Gina Lollobrigida lo volle come fotografo personale e poi collega

«Mentre una notte se n’annava a spasso, / la vecchia tartaruga fece er passo più lungo / de la gamba e cascò giù / cò la casa vortata sottinsù. / Un rospo je strillò: “Scema che sei! / Queste sò scappatelle che costeno la pelle…” / - Lo so - rispose lei - Ma prima de morì, / vedo le stelle»: le immagini raccolte mostrano le crepe e le incrostazioni dei locali spogli, le merci accatastate di mercati in subbuglio, le stalle improvvisate all’interno di case che perdono calcinacci, ma anche i sorrisi sguaiati dei bambini, la dignità composta e frugale degli anziani, l’allegria spartana di musicanti e circensi. Quegli scatti, incredibilmente veri, incantarono Gina Lollobrigida, che dapprima lo volle suo fotografo personale e, poi, lo designò proprio collega nel progetto di fondazione di uno studio fotografico nella capitale. Le bellezze più incredibili del secolo sfilarono davanti alla macchina fotografica del Turillazzi, in grado di carpire tutti i loro segreti e di riprodurne le forme armoniose: quelle della Lollobrigida stessa, di Claudia Cardinale, Virna Lisi, Rosanna Schiaffino, Ewa Aulin, Twiggy e moltissime altre. Con le dive del cinema, del resto, aveva una certa dimestichezza: prima e durante la realizzazione del reportage su Trastevere lavorò come fotografo sui set cinematografici dei registi della Nouvelle Vague italiana, quella corrente filmica venuta d’Oltralpe insieme alla propria, tipica, tendenza all’idealizzazione dei personaggi e dei fatti.

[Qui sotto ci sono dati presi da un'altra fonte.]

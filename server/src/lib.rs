//! # POI Minigame Coordination Server
//!
//! This library provides the real-time coordination server for a location-based
//! multiplayer minigame. Clients connect over a (optionally TLS-encrypted)
//! WebSocket, report points of interest (POIs) and gameplay events, and receive
//! broadcast state about the shared game world.
//!
//! ## Core Responsibilities
//!
//! ### Session Protocol
//! Every connection is a [`session::Session`] state machine. A session starts
//! pending, becomes connected after a `connect` handshake with a matching
//! protocol version, and is closed on any protocol violation, explicit
//! disconnect or transport error. Malformed input is never tolerated: the
//! client receives a `badLlama` notice and the connection is dropped.
//!
//! ### World State
//! POI reports are shallow-merged into [`world::WorldState`], last writer wins
//! per field. After every merge the full merged record is broadcast to every
//! connected session, including the sender.
//!
//! ### Measurement Window
//! The operator console toggles a game-wide measurement flag. Changes are
//! broadcast as `start`/`end`; redundant toggles are no-ops.
//!
//! ## Architecture Design
//!
//! ### Single-Owner Event Loop
//! The [`coordinator::Coordinator`] owns the session registry and the world
//! state and runs on one task. Connection tasks and the console only talk to
//! it through a channel, so merges, broadcasts and registry changes happen in
//! one well-defined order and a closed session is removed before any later
//! broadcast can see it.
//!
//! ### Per-Connection Tasks
//! Each socket has a reader task forwarding frames in arrival order and a
//! writer task draining the session's outbound queue.
//!
//! ## Module Organization
//!
//! - `session`: protocol state machine and validation
//! - `registry`: live sessions keyed by identifier
//! - `broadcast`: fan-out to every connected session
//! - `world`: POI store and measurement flag
//! - `coordinator`: applies session transitions to registry and world
//! - `insults`: random insult for `badLlama` notices
//! - `network`: WebSocket/TLS transport and the event loop
//! - `console`: operator commands on stdin
//! - `persistence`: save file load, backup and atomic save
//! - `config`: command line configuration
//! - `error`: I/O level error type
//!
//! ## Usage Example
//!
//! ```rust,no_run
//! use clap::Parser;
//! use server::config::ServerConfig;
//! use server::network::Server;
//! use server::persistence;
//!
//! #[tokio::main]
//! async fn main() -> Result<(), Box<dyn std::error::Error>> {
//!     let config = ServerConfig::parse();
//!     let world = persistence::load(&config.state_file, &config.game_type)?;
//!
//!     let server = Server::bind(&config, world).await?;
//!     let handle = server.handle();
//!     let task = tokio::spawn(server.run());
//!
//!     handle.start_measurement().await;
//!     handle.shutdown();
//!
//!     let world = task.await?;
//!     persistence::save(&config.state_file, &world)?;
//!     Ok(())
//! }
//! ```

pub mod broadcast;
pub mod config;
pub mod console;
pub mod coordinator;
pub mod error;
pub mod insults;
pub mod network;
pub mod persistence;
pub mod registry;
pub mod session;
pub mod world;
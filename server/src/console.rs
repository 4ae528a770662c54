//! Line-oriented operator console on stdin.

use crate::network::ServerHandle;
use log::{error, info};
use std::io::BufRead;
use std::thread;
use tokio::runtime::Handle;

pub const HELP: &str = "\
Commands:
  start   begin the measurement window and notify all clients
  end     close the measurement window and notify all clients
  status  show session, POI and event counters
  exit    save the world state and shut down
  help, ? show this text";

#[derive(Debug, Clone, Copy, PartialEq, Eq)]
pub enum ConsoleCommand {
    Start,
    End,
    Status,
    Exit,
    Help,
}

impl ConsoleCommand {
    /// `Ok(None)` for a blank line, `Err` with the input for anything unknown.
    pub fn parse(line: &str) -> Result<Option<Self>, String> {
        match line.trim() {
            "" => Ok(None),
            "start" => Ok(Some(Self::Start)),
            "end" => Ok(Some(Self::End)),
            "status" => Ok(Some(Self::Status)),
            "exit" => Ok(Some(Self::Exit)),
            "help" | "?" => Ok(Some(Self::Help)),
            other => Err(other.to_string()),
        }
    }
}

/// Starts the console on its own thread.
///
/// Stdin is read with blocking I/O outside the runtime so a pending read
/// never holds up runtime shutdown; commands are executed on `runtime`.
pub fn spawn_console(
    runtime: Handle,
    handle: ServerHandle,
) -> std::io::Result<thread::JoinHandle<()>> {
    thread::Builder::new()
        .name("console".to_string())
        .spawn(move || run_console(&runtime, &handle))
}

/// Reads commands until stdin closes, `exit` is entered or the server stops.
fn run_console(runtime: &Handle, handle: &ServerHandle) {
    println!("Type `help` for a list of commands.");

    for line in std::io::stdin().lock().lines() {
        let line = match line {
            Ok(line) => line,
            Err(e) => {
                error!("Failed to read console input: {}", e);
                return;
            }
        };
        match ConsoleCommand::parse(&line) {
            Ok(Some(command)) => {
                if !runtime.block_on(execute(handle, command)) {
                    return;
                }
            }
            Ok(None) => {}
            Err(unknown) => println!("Unknown command `{}`, try `help`", unknown),
        }
    }
    info!("Console input closed");
}

/// Returns false once the console should stop reading.
async fn execute(handle: &ServerHandle, command: ConsoleCommand) -> bool {
    match command {
        ConsoleCommand::Start => match handle.start_measurement().await {
            Some(true) => println!("Measurement started"),
            Some(false) => println!("Measurement already active"),
            None => return false,
        },
        ConsoleCommand::End => match handle.end_measurement().await {
            Some(true) => println!("Measurement ended"),
            Some(false) => println!("Measurement already inactive"),
            None => return false,
        },
        ConsoleCommand::Status => match handle.stats().await {
            Some(stats) => println!(
                "sessions: {} ({} connected), pois: {}, events: {}, measuring: {}",
                stats.sessions, stats.connected, stats.pois, stats.events, stats.measuring
            ),
            None => return false,
        },
        ConsoleCommand::Exit => {
            handle.shutdown();
            return false;
        }
        ConsoleCommand::Help => println!("{}", HELP),
    }
    true
}

#[cfg(test)]
mod tests {
    use super::*;

    #[test]
    fn test_parse_commands() {
        assert_eq!(ConsoleCommand::parse("start"), Ok(Some(ConsoleCommand::Start)));
        assert_eq!(ConsoleCommand::parse("  end \n"), Ok(Some(ConsoleCommand::End)));
        assert_eq!(ConsoleCommand::parse("status"), Ok(Some(ConsoleCommand::Status)));
        assert_eq!(ConsoleCommand::parse("exit"), Ok(Some(ConsoleCommand::Exit)));
        assert_eq!(ConsoleCommand::parse("help"), Ok(Some(ConsoleCommand::Help)));
        assert_eq!(ConsoleCommand::parse("?"), Ok(Some(ConsoleCommand::Help)));
    }

    #[test]
    fn test_parse_blank_and_unknown() {
        assert_eq!(ConsoleCommand::parse("   "), Ok(None));
        assert_eq!(ConsoleCommand::parse("START"), Err("START".to_string()));
        assert_eq!(ConsoleCommand::parse("restart now"), Err("restart now".to_string()));
    }
}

Nulla di più adatto ad una sensibilità tesa non solo a raccontare la bellezza, ma a dare una possibilità anche a quella meno lampante, nascosta e rappresa nei pertugi più improbabili.

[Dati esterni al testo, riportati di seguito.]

// bveq - static and dynamic Bernstein-Vazirani circuits and their
//        equivalence, checked with the ZX-calculus and decision diagrams
// Copyright (C) 2021 - Aleks Kissinger
//
// Licensed under the Apache License, Version 2.0 (the "License");
// you may not use this file except in compliance with the License.
// You may obtain a copy of the License at
//
//    http://www.apache.org/licenses/LICENSE-2.0
//
// Unless required by applicable law or agreed to in writing, software
// distributed under the License is distributed on an "AS IS" BASIS,
// WITHOUT WARRANTIES OR CONDITIONS OF ANY KIND, either express or implied.
// See the License for the specific language governing permissions and
// limitations under the License.

pub use crate::graph::*;
use crate::scalar::Scalar;
use std::mem;

pub type VTab<T> = Vec<Option<T>>;

/// A ZX-diagram stored as a vertex table with adjacency lists
///
/// Removed vertices leave holes in the table, which are reused by the next
/// call to `add_vertex`.
#[derive(Debug, Clone, PartialEq)]
pub struct Graph {
    vdata: VTab<VData>,
    edata: VTab<Vec<(V, EType)>>,
    holes: Vec<V>, // places where a vertex has been deleted
    inputs: Vec<V>,
    outputs: Vec<V>,
    numv: usize,
    nume: usize,
    scalar: Scalar,
}

impl Graph {
    fn index<U>(nhd: &[(V, U)], v: V) -> Option<usize> {
        nhd.iter().position(|&(v0, _)| v == v0)
    }

    fn value<U: Copy>(nhd: &[(V, U)], v: V) -> Option<U> {
        nhd.iter().find(|&&(v0, _)| v == v0).map(|&(_, u)| u)
    }

    /// Removes vertex 't' from the adjacency map of 's'. This private method
    /// is used by remove_edge and remove_vertex to make the latter slightly
    /// more efficient.
    fn remove_half_edge(&mut self, s: V, t: V) {
        if let Some(Some(nhd)) = self.edata.get_mut(s) {
            if let Some(i) = Graph::index(nhd, t) {
                nhd.swap_remove(i);
            }
        }
    }

    fn nhd(&self, v: V) -> &Vec<(V, EType)> {
        match self.edata.get(v) {
            Some(Some(nhd)) => nhd,
            _ => panic!("Vertex not found"),
        }
    }
}

impl GraphLike for Graph {
    fn new() -> Graph {
        Graph {
            vdata: Vec::new(),
            edata: Vec::new(),
            holes: Vec::new(),
            inputs: Vec::new(),
            outputs: Vec::new(),
            numv: 0,
            nume: 0,
            scalar: Scalar::one(),
        }
    }

    fn num_vertices(&self) -> usize {
        self.numv
    }

    fn num_edges(&self) -> usize {
        self.nume
    }

    fn vertices(&self) -> impl Iterator<Item = V> {
        self.vdata
            .iter()
            .enumerate()
            .filter_map(|(v, d)| d.as_ref().map(|_| v))
    }

    fn edges(&self) -> impl Iterator<Item = (V, V, EType)> {
        self.edata.iter().enumerate().flat_map(|(v, tab)| {
            tab.iter()
                .flatten()
                .filter(move |&&(v1, _)| v <= v1)
                .map(move |&(v1, et)| (v, v1, et))
        })
    }

    fn inputs(&self) -> &Vec<V> {
        &self.inputs
    }
    fn inputs_mut(&mut self) -> &mut Vec<V> {
        &mut self.inputs
    }
    fn set_inputs(&mut self, inputs: Vec<V>) {
        self.inputs = inputs;
    }
    fn outputs(&self) -> &Vec<V> {
        &self.outputs
    }
    fn outputs_mut(&mut self) -> &mut Vec<V> {
        &mut self.outputs
    }
    fn set_outputs(&mut self, outputs: Vec<V>) {
        self.outputs = outputs;
    }

    fn add_vertex(&mut self, ty: VType) -> V {
        self.add_vertex_with_data(VData {
            ty,
            ..Default::default()
        })
    }

    fn add_vertex_with_data(&mut self, d: VData) -> V {
        self.numv += 1;
        if let Some(v) = self.holes.pop() {
            self.vdata[v] = Some(d);
            self.edata[v] = Some(Vec::new());
            v
        } else {
            self.vdata.push(Some(d));
            self.edata.push(Some(Vec::new()));
            self.vdata.len() - 1
        }
    }

    fn remove_vertex(&mut self, v: V) {
        self.numv -= 1;
        self.holes.push(v);

        self.vdata[v] = None;
        let adj = mem::take(&mut self.edata[v]).expect("No such vertex.");

        for (v1, _) in adj {
            self.nume -= 1;
            self.remove_half_edge(v1, v);
        }
    }

    fn add_edge_with_type(&mut self, s: V, t: V, ety: EType) {
        self.nume += 1;

        if let Some(Some(nhd)) = self.edata.get_mut(s) {
            nhd.push((t, ety));
        } else {
            panic!("Source vertex not found");
        }

        if let Some(Some(nhd)) = self.edata.get_mut(t) {
            nhd.push((s, ety));
        } else {
            panic!("Target vertex not found");
        }
    }

    fn remove_edge(&mut self, s: V, t: V) {
        self.nume -= 1;
        self.remove_half_edge(s, t);
        self.remove_half_edge(t, s);
    }

    fn vertex_data(&self, v: V) -> &VData {
        self.vdata[v].as_ref().expect("Vertex not found")
    }

    fn vertex_data_mut(&mut self, v: V) -> &mut VData {
        self.vdata[v].as_mut().expect("Vertex not found")
    }

    fn set_edge_type(&mut self, s: V, t: V, ety: EType) {
        if let Some(Some(nhd)) = self.edata.get_mut(s) {
            let i = Graph::index(nhd, t).expect("Edge not found");
            nhd[i] = (t, ety);
        } else {
            panic!("Source vertex not found");
        }

        if let Some(Some(nhd)) = self.edata.get_mut(t) {
            let i = Graph::index(nhd, s).expect("Edge not found");
            nhd[i] = (s, ety);
        } else {
            panic!("Target vertex not found");
        }
    }

    fn edge_type_opt(&self, s: V, t: V) -> Option<EType> {
        if let Some(Some(nhd)) = self.edata.get(s) {
            Graph::value(nhd, t)
        } else {
            None
        }
    }

    fn neighbors(&self, v: V) -> impl Iterator<Item = V> {
        self.nhd(v).iter().map(|&(v1, _)| v1)
    }

    fn incident_edges(&self, v: V) -> impl Iterator<Item = (V, EType)> {
        self.nhd(v).iter().copied()
    }

    fn degree(&self, v: V) -> usize {
        self.nhd(v).len()
    }

    fn scalar(&self) -> &Scalar {
        &self.scalar
    }

    fn scalar_mut(&mut self) -> &mut Scalar {
        &mut self.scalar
    }

    fn find_vertex<F>(&self, f: F) -> Option<V>
    where
        F: Fn(V) -> bool,
    {
        self.vertices().find(|&v| f(v))
    }

    fn contains_vertex(&self, v: V) -> bool {
        v < self.vdata.len() && self.vdata[v].is_some()
    }
}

Le sue foto su Grazia, Vogue America e Harper’s Bazaar

Una ricerca fruttuosa: la moda haute couture lo consacrò e i suoi scatti comparirono sulle più celebri e prestigiose riviste di moda e beauty italiane e internazionali, come Grazia, Vogue America, Harper’s Bazaar, Elle France, Brigitte Germany, Woman Spain. Le pose estrose delle modelle, dai corpi affusolati come colonne fluttuanti fra tessuti leggeri e vaporosi, finirono sotto gli occhi dello stilista newyorkese, del collega fotografo francese, della sarta inglese, della ragazza sognante della chiassosa Trastevere: il gusto e l’eleganza italiani vennero immortalati per sempre e si cristallizzarono nell’idea splendente della «dolce vita». Valentino, Fendi, Sorelle Fontana, Roberto Capucci, Andrè Laug e altri importanti marchi di moda orbitarono attorno all’abilità fotografica di Turillazzi. È lontano quel giorno del ’52, nel quale ricevette in dono una Comet che imparò ad utilizzare da autodidatta. A 13 anni, forse, ancora non sapeva che, quelle mani da bambino che stringevano una macchina fotografica, erano come «un’ape che se posa / su un bottone de rosa: / lo succhia e se ne va… / Tutto sommato, la felicità / è una piccola cosa». •.